Hay algo bastante evidente en los modos en que esa preocupación se manifiesta en su obra: la expulsión de toda condescendencia. No hay pintoresquismo, ni es una aproximación mimética y colorida. "La conmiseración me pone los pelos de punta. Es una mirada que se tiende desde el proyecto burgués", dice, "y actuada desde el proyecto burgués, que es lo peor. Una mirada binaria que le quita al sujeto oprimido la violencia, la negatividad y la solvencia que éste sabe darse a sí mismo".
La escritura, acto político
Lo popular como materia y escenario y la marginalidad, los límites de lo social, de las instituciones y de los sujetos son las preocupaciones de esta mujer que se define como "una escritora un poco loca y suelta" que no trabaja con esquemas sino obedeciendo a "las situaciones que se van organizando en mis textos". Hay una gran claridad en su búsqueda de esos márgenes: "No creo que nada ni nadie sea homogéneo; en todas partes hay heterogeneidad y fuga. Incluso en los lugares más institucionales puede haber un pequeño pedazo que se desordene sobre su propio orden. Me interesan esos momentos. Por otro lado, pienso que en estos espacios más riesgosos sin embargo hay un goce que el proyecto burgués ha escamoteado. El goce salvaje y total, incompartible, de los espacios límite: eso es lo que quiero restituir. Para mí, la escritura es un acto político que consiste en abrir un espacio para la experiencia del deseo y del goce, en esos términos. Una de las vías de esa búsqueda es la palabra popular descentrada: detrás de ese torcimiento de la norma oficial de la lengua ejercido por los lenguajes populares, hay una posición tomada, un negativo muy grande, una forma diversa y riquísima de la elocuencia".

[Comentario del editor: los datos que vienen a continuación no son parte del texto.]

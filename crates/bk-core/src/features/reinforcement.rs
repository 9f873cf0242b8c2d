//! Cross bracing around the posts

use bk_cad::Wire2D;
use glam::DVec3;

use super::{BuildContext, FeatureRole, FeatureSet, post};
use crate::constants::{CUT_MARGIN, JOIN_OVERLAP};
use crate::dimensions::DerivedDimensions;
use crate::error::BrickResult;
use crate::params::{BrickParameters, BrickType};

pub const NAME: &str = "reinforcement";

pub fn enabled(params: &BrickParameters, dims: &DerivedDimensions) -> bool {
    params.use_reinforcement && dims.brick_type != BrickType::Tile && post::enabled(params, dims)
}

/// A cross of bars one grid unit long centered on each post.
///
/// Neighbouring braces stop `JOIN_OVERLAP` apart and the post cutout leaves
/// `JOIN_OVERLAP` of the post wall inside the brace, so no two parts meet on a
/// shared face.
pub fn build(ctx: &BuildContext<'_>) -> BrickResult<Option<FeatureSet>> {
    let dims = ctx.dims;
    let c = ctx.constants;
    let bottom = JOIN_OVERLAP;
    let top = ctx.interior_top() - JOIN_OVERLAP / 2.0;

    ctx.collect(NAME, FeatureRole::Additive, dims.posts.positions(), |p| {
        let brace = ctx.prism(
            NAME,
            &Wire2D::cross(p, c.reinforcing_width, c.grid_spacing - JOIN_OVERLAP),
            bottom,
            top - bottom,
        )?;
        ctx.cut(
            NAME,
            brace,
            ctx.column(
                NAME,
                p.extend(-CUT_MARGIN),
                c.post_diameter - 2.0 * JOIN_OVERLAP,
                dims.overall_height + 2.0 * CUT_MARGIN,
                DVec3::Z,
            ),
        )
    })
}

Eltit sabe que su literatura, respecto de un mercado que ha hecho de los lectores consumidores compulsivos y distraídos, también es marginal y a veces corre el riesgo de la invisibilidad: "Es un lugar áspero, pero también lo áspero tiene un goce, un plus que reside precisamente en la aspereza. Es verdad que ciertas literaturas parecen condenadas, por su lentitud, a quedar rezagadas. Pero me parece interesante el desafío de trabajar en este contexto sin recurrir a la queja. No todo es puro drama. Hay una posibilidad de pensar y trabajar más locamente, de trabajar con mucha más pasión. No hay mucho que ganar, pero tampoco mucho que perder en esos escenarios".